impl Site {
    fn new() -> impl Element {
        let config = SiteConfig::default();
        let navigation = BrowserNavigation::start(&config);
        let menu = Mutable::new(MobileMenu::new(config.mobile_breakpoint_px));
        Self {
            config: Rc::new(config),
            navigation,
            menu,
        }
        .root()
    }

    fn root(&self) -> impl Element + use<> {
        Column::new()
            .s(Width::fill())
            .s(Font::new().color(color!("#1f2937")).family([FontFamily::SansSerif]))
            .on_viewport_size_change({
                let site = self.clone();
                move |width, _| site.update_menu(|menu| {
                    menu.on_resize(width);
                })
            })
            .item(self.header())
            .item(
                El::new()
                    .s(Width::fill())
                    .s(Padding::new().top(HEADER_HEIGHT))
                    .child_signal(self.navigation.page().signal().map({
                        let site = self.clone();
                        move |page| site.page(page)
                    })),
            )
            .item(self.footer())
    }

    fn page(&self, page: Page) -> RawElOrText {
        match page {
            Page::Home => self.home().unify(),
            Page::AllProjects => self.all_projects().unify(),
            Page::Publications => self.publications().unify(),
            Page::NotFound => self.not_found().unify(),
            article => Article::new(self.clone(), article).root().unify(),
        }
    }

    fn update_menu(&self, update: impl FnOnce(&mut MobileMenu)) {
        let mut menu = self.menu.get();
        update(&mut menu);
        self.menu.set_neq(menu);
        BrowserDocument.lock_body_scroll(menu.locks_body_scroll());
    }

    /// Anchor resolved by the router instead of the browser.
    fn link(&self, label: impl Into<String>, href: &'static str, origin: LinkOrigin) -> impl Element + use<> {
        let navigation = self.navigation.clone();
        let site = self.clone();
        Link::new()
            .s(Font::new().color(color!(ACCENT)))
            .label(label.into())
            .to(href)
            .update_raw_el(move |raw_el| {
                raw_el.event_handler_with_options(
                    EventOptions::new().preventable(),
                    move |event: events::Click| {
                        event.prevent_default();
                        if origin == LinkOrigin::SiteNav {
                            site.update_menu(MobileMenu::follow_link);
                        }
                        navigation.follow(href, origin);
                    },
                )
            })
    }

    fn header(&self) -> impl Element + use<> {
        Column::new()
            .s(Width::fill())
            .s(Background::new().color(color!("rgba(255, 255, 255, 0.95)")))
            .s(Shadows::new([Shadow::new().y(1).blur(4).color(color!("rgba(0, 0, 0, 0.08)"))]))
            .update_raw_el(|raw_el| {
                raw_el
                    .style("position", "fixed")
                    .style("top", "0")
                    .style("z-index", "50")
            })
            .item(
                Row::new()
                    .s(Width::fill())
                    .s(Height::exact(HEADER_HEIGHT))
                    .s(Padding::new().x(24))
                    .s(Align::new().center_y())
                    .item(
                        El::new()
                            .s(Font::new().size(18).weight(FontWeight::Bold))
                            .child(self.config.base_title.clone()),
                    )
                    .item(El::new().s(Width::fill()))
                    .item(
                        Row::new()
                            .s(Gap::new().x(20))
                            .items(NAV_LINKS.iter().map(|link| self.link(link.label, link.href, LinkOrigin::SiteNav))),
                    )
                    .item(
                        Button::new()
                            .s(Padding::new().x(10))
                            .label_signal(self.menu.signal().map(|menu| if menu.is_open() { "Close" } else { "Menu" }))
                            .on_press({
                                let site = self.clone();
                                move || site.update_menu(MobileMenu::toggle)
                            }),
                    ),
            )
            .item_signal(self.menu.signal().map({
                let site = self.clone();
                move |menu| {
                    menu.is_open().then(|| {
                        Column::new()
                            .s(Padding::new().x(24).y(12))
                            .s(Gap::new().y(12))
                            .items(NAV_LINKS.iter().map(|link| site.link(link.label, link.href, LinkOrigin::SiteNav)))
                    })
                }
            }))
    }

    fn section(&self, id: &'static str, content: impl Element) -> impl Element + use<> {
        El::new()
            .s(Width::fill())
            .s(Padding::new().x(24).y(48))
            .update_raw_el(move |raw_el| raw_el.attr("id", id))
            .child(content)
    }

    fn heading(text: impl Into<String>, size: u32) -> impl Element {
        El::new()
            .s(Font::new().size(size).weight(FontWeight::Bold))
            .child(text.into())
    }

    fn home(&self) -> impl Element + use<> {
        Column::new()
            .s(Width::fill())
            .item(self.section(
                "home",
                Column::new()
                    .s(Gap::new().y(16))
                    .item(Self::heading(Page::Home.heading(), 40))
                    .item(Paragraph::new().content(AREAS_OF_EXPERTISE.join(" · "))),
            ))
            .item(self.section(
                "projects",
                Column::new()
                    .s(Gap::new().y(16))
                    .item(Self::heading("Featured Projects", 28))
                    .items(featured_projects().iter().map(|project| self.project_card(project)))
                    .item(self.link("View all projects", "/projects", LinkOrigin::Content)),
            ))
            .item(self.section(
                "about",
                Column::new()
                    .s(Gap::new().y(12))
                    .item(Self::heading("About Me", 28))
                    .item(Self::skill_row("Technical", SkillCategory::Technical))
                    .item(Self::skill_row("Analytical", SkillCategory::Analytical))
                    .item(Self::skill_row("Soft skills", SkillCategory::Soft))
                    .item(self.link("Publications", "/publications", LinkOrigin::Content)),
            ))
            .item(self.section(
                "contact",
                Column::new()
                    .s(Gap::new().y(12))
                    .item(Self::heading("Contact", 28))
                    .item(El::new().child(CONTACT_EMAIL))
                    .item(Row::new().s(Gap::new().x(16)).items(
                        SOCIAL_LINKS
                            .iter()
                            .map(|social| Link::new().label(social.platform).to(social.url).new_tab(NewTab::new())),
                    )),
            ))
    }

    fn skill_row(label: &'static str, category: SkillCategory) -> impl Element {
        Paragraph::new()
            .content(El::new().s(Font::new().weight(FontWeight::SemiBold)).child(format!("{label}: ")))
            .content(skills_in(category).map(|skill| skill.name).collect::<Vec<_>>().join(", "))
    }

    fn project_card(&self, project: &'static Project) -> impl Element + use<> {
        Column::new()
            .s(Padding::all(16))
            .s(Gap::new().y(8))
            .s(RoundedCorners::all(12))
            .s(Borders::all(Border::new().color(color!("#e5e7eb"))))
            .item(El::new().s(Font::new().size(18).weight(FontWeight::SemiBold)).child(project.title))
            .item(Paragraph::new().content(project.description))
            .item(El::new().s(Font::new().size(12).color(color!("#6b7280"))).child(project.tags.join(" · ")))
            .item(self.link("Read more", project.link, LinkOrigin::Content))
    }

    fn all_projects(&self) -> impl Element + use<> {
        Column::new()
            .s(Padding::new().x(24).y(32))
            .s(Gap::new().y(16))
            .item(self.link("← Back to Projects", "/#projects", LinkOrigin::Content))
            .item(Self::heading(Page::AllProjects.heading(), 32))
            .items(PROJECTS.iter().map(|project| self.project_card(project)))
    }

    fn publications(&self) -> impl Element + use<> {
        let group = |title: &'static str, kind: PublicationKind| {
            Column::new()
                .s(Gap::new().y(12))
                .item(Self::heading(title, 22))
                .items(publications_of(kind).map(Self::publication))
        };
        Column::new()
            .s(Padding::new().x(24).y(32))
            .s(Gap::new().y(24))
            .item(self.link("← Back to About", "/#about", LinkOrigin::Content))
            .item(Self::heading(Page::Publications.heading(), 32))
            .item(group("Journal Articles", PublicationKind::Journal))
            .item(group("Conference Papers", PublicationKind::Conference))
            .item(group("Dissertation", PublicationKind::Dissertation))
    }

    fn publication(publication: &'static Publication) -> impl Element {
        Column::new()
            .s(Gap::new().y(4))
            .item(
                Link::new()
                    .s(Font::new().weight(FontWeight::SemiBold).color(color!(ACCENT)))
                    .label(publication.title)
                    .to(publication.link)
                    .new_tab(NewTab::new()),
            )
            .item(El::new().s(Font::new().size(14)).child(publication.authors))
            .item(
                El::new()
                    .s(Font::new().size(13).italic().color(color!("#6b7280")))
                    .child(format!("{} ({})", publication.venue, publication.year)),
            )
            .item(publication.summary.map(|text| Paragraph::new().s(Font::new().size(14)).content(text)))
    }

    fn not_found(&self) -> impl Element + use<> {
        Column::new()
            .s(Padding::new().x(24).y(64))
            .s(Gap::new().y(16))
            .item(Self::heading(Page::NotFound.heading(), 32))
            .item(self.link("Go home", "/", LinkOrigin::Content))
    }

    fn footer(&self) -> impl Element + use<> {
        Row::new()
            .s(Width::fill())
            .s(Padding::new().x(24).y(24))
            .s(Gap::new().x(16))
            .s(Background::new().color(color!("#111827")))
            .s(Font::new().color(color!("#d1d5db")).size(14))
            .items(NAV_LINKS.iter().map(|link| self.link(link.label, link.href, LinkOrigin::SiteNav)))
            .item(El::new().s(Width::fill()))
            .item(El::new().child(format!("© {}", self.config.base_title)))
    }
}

- [Try it]
Please copy each line of the material that contains the word "PublicationKind".

- [Solution to the problem]
        let group = |title: &'static str, kind: PublicationKind| {
            .item(group("Journal Articles", PublicationKind::Journal))
            .item(group("Conference Papers", PublicationKind::Conference))
            .item(group("Dissertation", PublicationKind::Dissertation))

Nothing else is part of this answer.